In this engaging and practical article, the Dean of the College of Business at the University of Detroit Mercy examines “the relationship between business education and the Mercy mission from two perspectives” (94) – the importance of business skills to Mercy ministries and the importance of Mercy charism to business education.  The former is an intriguing review of the business acumen of Catherine McAuley, founder of the Sisters of Mercy, and of later Mercy sisters.  The latter examines elements of the Mercy ethos at play in all facets of business education – mission, faculty recruitment and development, research and publications, curricular and co-curricular activities, service, and alumni/alumnae involvement (105).  On all these points, the article reports the findings of a 2012 survey of sixteen Mercy-sponsored colleges/universities, and the survey form appears at the end of the author’s discussion of findings.  Citing the declining numbers of sisters present on Mercy campuses and the reliance on laity of diverse faiths to continue the mission of Mercy-sponsored educational institutions, the author opens and closes with emphasis on the importance of regularly undertaking “self-assessments to evaluate progress in implementing the Mercy mission” within business programs. (115)  

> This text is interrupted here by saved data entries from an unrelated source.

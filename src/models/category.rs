//! Category model
//!
//! Categories group expenses for breakdowns and per-category limits. The
//! color is an opaque token (for example `bg-blue-500`) that is carried
//! through untouched; only the presentation layer maps it to a real color.

use serde::{Deserialize, Serialize};
use std::fmt;

use super::ids::{CategoryId, OwnerId};
use super::money::Money;

/// Display name used for expenses whose category no longer exists
pub const UNCATEGORIZED: &str = "Uncategorized";

/// An expense category
#[derive(Debug, Clone, PartialEq, Serialize, Deserialize)]
#[serde(rename_all = "camelCase")]
pub struct Category {
    /// Unique identifier
    pub id: CategoryId,

    /// Category name
    pub name: String,

    /// Opaque color token
    pub color: String,

    /// Per-category default budget; carried through, not evaluated
    #[serde(default, skip_serializing_if = "Option::is_none")]
    pub budget: Option<Money>,

    /// Owner of the record
    #[serde(rename = "userId")]
    pub owner: OwnerId,
}

impl Category {
    /// Create a new category with a fresh identifier
    pub fn new(owner: OwnerId, name: impl Into<String>, color: impl Into<String>) -> Self {
        Self {
            id: CategoryId::generate(),
            name: name.into(),
            color: color.into(),
            budget: None,
            owner,
        }
    }

    /// Validate the category
    pub fn validate(&self) -> Result<(), CategoryValidationError> {
        if self.name.trim().is_empty() {
            return Err(CategoryValidationError::EmptyName);
        }

        if self.name.len() > 50 {
            return Err(CategoryValidationError::NameTooLong(self.name.len()));
        }

        Ok(())
    }
}

impl fmt::Display for Category {
    fn fmt(&self, f: &mut fmt::Formatter<'_>) -> fmt::Result {
        write!(f, "{}", self.name)
    }
}

/// Look up a category's name, falling back to "Uncategorized"
pub fn category_name<'a>(categories: &'a [Category], id: &CategoryId) -> &'a str {
    categories
        .iter()
        .find(|c| &c.id == id)
        .map(|c| c.name.as_str())
        .unwrap_or(UNCATEGORIZED)
}

/// Starter categories created for an owner with none
#[derive(Debug, Clone, Copy, PartialEq, Eq)]
pub enum DefaultCategory {
    Food,
    Transportation,
    Entertainment,
    Education,
    Shopping,
    Bills,
    Other,
}

impl DefaultCategory {
    /// Get all default categories in order
    pub fn all() -> &'static [Self] {
        &[
            Self::Food,
            Self::Transportation,
            Self::Entertainment,
            Self::Education,
            Self::Shopping,
            Self::Bills,
            Self::Other,
        ]
    }

    /// Get the name for this default category
    pub fn name(&self) -> &'static str {
        match self {
            Self::Food => "Food",
            Self::Transportation => "Transportation",
            Self::Entertainment => "Entertainment",
            Self::Education => "Education",
            Self::Shopping => "Shopping",
            Self::Bills => "Bills",
            Self::Other => "Other",
        }
    }

    /// Get the color token for this default category
    pub fn color(&self) -> &'static str {
        match self {
            Self::Food => "bg-blue-500",
            Self::Transportation => "bg-green-500",
            Self::Entertainment => "bg-purple-500",
            Self::Education => "bg-yellow-500",
            Self::Shopping => "bg-pink-500",
            Self::Bills => "bg-red-500",
            Self::Other => "bg-gray-500",
        }
    }

    /// Convert to a Category owned by `owner`
    pub fn to_category(&self, owner: &OwnerId) -> Category {
        Category::new(owner.clone(), self.name(), self.color())
    }
}

/// Validation errors for categories
#[derive(Debug, Clone, PartialEq, Eq)]
pub enum CategoryValidationError {
    EmptyName,
    NameTooLong(usize),
}

impl fmt::Display for CategoryValidationError {
    fn fmt(&self, f: &mut fmt::Formatter<'_>) -> fmt::Result {
        match self {
            Self::EmptyName => write!(f, "Category name cannot be empty"),
            Self::NameTooLong(len) => {
                write!(f, "Category name too long ({} chars, max 50)", len)
            }
        }
    }
}

impl std::error::Error for CategoryValidationError {}

#[cfg(test)]
mod tests {
    use super::*;

    #[test]
    fn test_new_category() {
        let category = Category::new(OwnerId::from("u1"), "Groceries", "bg-green-500");
        assert_eq!(category.name, "Groceries");
        assert_eq!(category.color, "bg-green-500");
        assert!(category.budget.is_none());
        assert!(category.validate().is_ok());
    }

    #[test]
    fn test_validation() {
        let mut category = Category::new(OwnerId::from("u1"), " ", "bg-red-500");
        assert_eq!(category.validate(), Err(CategoryValidationError::EmptyName));

        category.name = "x".repeat(51);
        assert_eq!(
            category.validate(),
            Err(CategoryValidationError::NameTooLong(51))
        );
    }

    #[test]
    fn test_category_name_lookup() {
        let owner = OwnerId::from("u1");
        let food = DefaultCategory::Food.to_category(&owner);
        let categories = vec![food.clone()];

        assert_eq!(category_name(&categories, &food.id), "Food");
        assert_eq!(
            category_name(&categories, &CategoryId::from("deleted")),
            UNCATEGORIZED
        );
    }

    #[test]
    fn test_default_categories() {
        let all = DefaultCategory::all();
        assert_eq!(all.len(), 7);
        assert_eq!(all[0].name(), "Food");
        assert_eq!(all[6].color(), "bg-gray-500");
    }

    #[test]
    fn test_unknown_color_token_round_trips() {
        let json = r#"{"id":"c1","name":"Pets","color":"sparkly-teal","userId":"u1"}"#;
        let category: Category = serde_json::from_str(json).unwrap();
        assert_eq!(category.color, "sparkly-teal");
        let back = serde_json::to_string(&category).unwrap();
        assert!(back.contains("sparkly-teal"));
    }
}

Application:  This article offers business program administrators and faculty members at Mercy-sponsored institutions a comprehensive view of program aspects that do – or could – embody the value-based education envisioned by the Sisters of Mercy.  Just the table displaying the specific programs and size of business education at the sixteen institutions of the Conference for Mercy Higher Education is a valuable resource. Additionally, substantive reference citations identify a host of resources on such topics as business ethics and Catholic social teaching.  Particularly original and engaging is the attention this article gives to the mutual interplay of “charism and commerce,” casting fresh light on Catherine McAuley’s observation that the spiritual and corporal works of mercy are “the business of our lives” for the Mercy congregation.  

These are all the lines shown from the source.